A character with a lot of confidence – confidence is good, right? It means charisma, leadership skills, self-assurance. That character better watch out, though. Confidence can become cockiness, and that opens up a lot of potential problems for your character. Even if he has a healthy sense of his own limitations, maybe other characters perceive him as cocky and dislike him for it – confidence in one character can lead to jealousy in other characters. Double-edged sword.
Turn the tables on your characters. The things you admire or hate about a character, try to see from another angle. What’s the opposing force in the equation? What extremes would pull an attribute toward being a flaw, or a flaw toward being an asset? A character’s greatest weakness can transform in to her greatest strength, or vice versa. If a character isn’t very self-aware, he’ll be in constant danger of losing himself to the negative side of his own personality. If he’s hyper-aware, that’s an issue in itself, and he’s going to question himself incessantly (hello, Dostoevsky).

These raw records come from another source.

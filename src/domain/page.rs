//! The page payload sent to the client, plus the SSR fragment returned by the
//! external renderer.
//!
//! Every map is a `BTreeMap` so that two identical pages serialise to the same
//! bytes; the SSR cache digests that serialisation.

use std::collections::BTreeMap;

use serde::{Deserialize, Serialize};
use serde_json::Value;

/// Client-side merge behaviour recorded for a prop.
#[derive(Debug, Clone, Copy, PartialEq, Eq, Default)]
pub enum MergeKind {
    #[default]
    Append,
    Prepend,
    Deep,
}

/// Paging descriptor for an infinite-scroll prop.
#[derive(Debug, Clone, Default, PartialEq, Serialize, Deserialize)]
#[serde(rename_all = "camelCase")]
pub struct ScrollPropConfig {
    #[serde(default, skip_serializing_if = "String::is_empty")]
    pub page_name: String,
    #[serde(default, skip_serializing_if = "Option::is_none")]
    pub previous_page: Option<Value>,
    #[serde(default, skip_serializing_if = "Option::is_none")]
    pub next_page: Option<Value>,
    #[serde(default, skip_serializing_if = "Option::is_none")]
    pub current_page: Option<Value>,
}

impl ScrollPropConfig {
    pub fn new(page_name: impl Into<String>) -> Self {
        Self {
            page_name: page_name.into(),
            ..Self::default()
        }
    }

    pub fn with_previous_page(mut self, page: impl Into<Value>) -> Self {
        self.previous_page = Some(page.into());
        self
    }

    pub fn with_next_page(mut self, page: impl Into<Value>) -> Self {
        self.next_page = Some(page.into());
        self
    }

    pub fn with_current_page(mut self, page: impl Into<Value>) -> Self {
        self.current_page = Some(page.into());
        self
    }
}

/// Once-prop bookkeeping: which prop the once key maps to and when the
/// client copy expires (unix milliseconds, `null` when it never does).
#[derive(Debug, Clone, PartialEq, Eq, Serialize, Deserialize)]
#[serde(rename_all = "camelCase")]
pub struct OncePropConfig {
    pub prop: String,
    pub expires_at: Option<i64>,
}

#[derive(Debug, Clone, PartialEq, Serialize, Deserialize)]
#[serde(rename_all = "camelCase")]
pub struct Page {
    pub component: String,
    pub props: BTreeMap<String, Value>,
    pub url: String,
    pub version: String,
    #[serde(default, skip_serializing_if = "is_false")]
    pub encrypt_history: bool,
    #[serde(default, skip_serializing_if = "is_false")]
    pub clear_history: bool,
    #[serde(default, skip_serializing_if = "BTreeMap::is_empty")]
    pub deferred_props: BTreeMap<String, Vec<String>>,
    #[serde(default, skip_serializing_if = "Vec::is_empty")]
    pub merge_props: Vec<String>,
    #[serde(default, skip_serializing_if = "Vec::is_empty")]
    pub prepend_props: Vec<String>,
    #[serde(default, skip_serializing_if = "Vec::is_empty")]
    pub deep_merge_props: Vec<String>,
    #[serde(default, skip_serializing_if = "Vec::is_empty")]
    pub match_props_on: Vec<String>,
    #[serde(default, skip_serializing_if = "BTreeMap::is_empty")]
    pub scroll_props: BTreeMap<String, ScrollPropConfig>,
    #[serde(default, skip_serializing_if = "BTreeMap::is_empty")]
    pub once_props: BTreeMap<String, OncePropConfig>,
}

fn is_false(value: &bool) -> bool {
    !*value
}

impl Page {
    pub fn new(
        component: impl Into<String>,
        url: impl Into<String>,
        version: impl Into<String>,
    ) -> Self {
        Self {
            component: component.into(),
            props: BTreeMap::new(),
            url: url.into(),
            version: version.into(),
            encrypt_history: false,
            clear_history: false,
            deferred_props: BTreeMap::new(),
            merge_props: Vec::new(),
            prepend_props: Vec::new(),
            deep_merge_props: Vec::new(),
            match_props_on: Vec::new(),
            scroll_props: BTreeMap::new(),
            once_props: BTreeMap::new(),
        }
    }

    pub fn defer(&mut self, group: &str, key: &str) {
        let names = self.deferred_props.entry(group.to_string()).or_default();
        push_unique(names, key);
    }

    /// Records the merge behaviour for `key`. A key sits in at most one of the
    /// merge, prepend and deep-merge lists; the latest assignment wins.
    pub fn assign_merge(&mut self, key: &str, kind: MergeKind) {
        self.merge_props.retain(|name| name != key);
        self.prepend_props.retain(|name| name != key);
        self.deep_merge_props.retain(|name| name != key);
        let target = match kind {
            MergeKind::Append => &mut self.merge_props,
            MergeKind::Prepend => &mut self.prepend_props,
            MergeKind::Deep => &mut self.deep_merge_props,
        };
        target.push(key.to_string());
    }

    pub fn match_on(&mut self, key: &str) {
        if key.trim().is_empty() {
            return;
        }
        push_unique(&mut self.match_props_on, key);
    }

    pub fn record_once(&mut self, once_key: &str, prop: &str, expires_at: Option<i64>) {
        self.once_props.insert(
            once_key.to_string(),
            OncePropConfig {
                prop: prop.to_string(),
                expires_at,
            },
        );
    }
}

pub(crate) fn push_unique(list: &mut Vec<String>, value: &str) {
    if !list.iter().any(|item| item == value) {
        list.push(value.to_string());
    }
}

/// Markup produced by the external SSR renderer.
#[derive(Debug, Clone, Default, PartialEq, Eq, Serialize, Deserialize)]
#[serde(default)]
pub struct SsrFragment {
    pub head: Vec<String>,
    pub body: String,
}

impl SsrFragment {
    pub fn head_html(&self) -> String {
        self.head.join("\n")
    }
}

Does your character have another trait that somehow keeps check on one of her double-edged aspects? She’s confident, but doesn’t get cocky because she also has a strong sense of humility. Uh-oh! Humility? That might slide into meekness if her confidence is down for some reason. Your character’s internal struggle and the external dynamics have even more potential now. This is great stuff for plot material, even if the story’s focus isn’t strictly about a character’s personal growth. Characters should grow in any story, for it to be truly good writing. Spy novel or literary fiction, science fiction or mainstream – a story will always be better for character development.
Let your heroes screw up. Let your villains always try to do the right thing. Let your characters be full, rounded people, in spite of labels like “hero”, “villain”, “protagonist”, or “antagonist”. We don’t have those labels in real life, and stories with characters who transcend those labels are the ones that keep me, at least, coming back for more.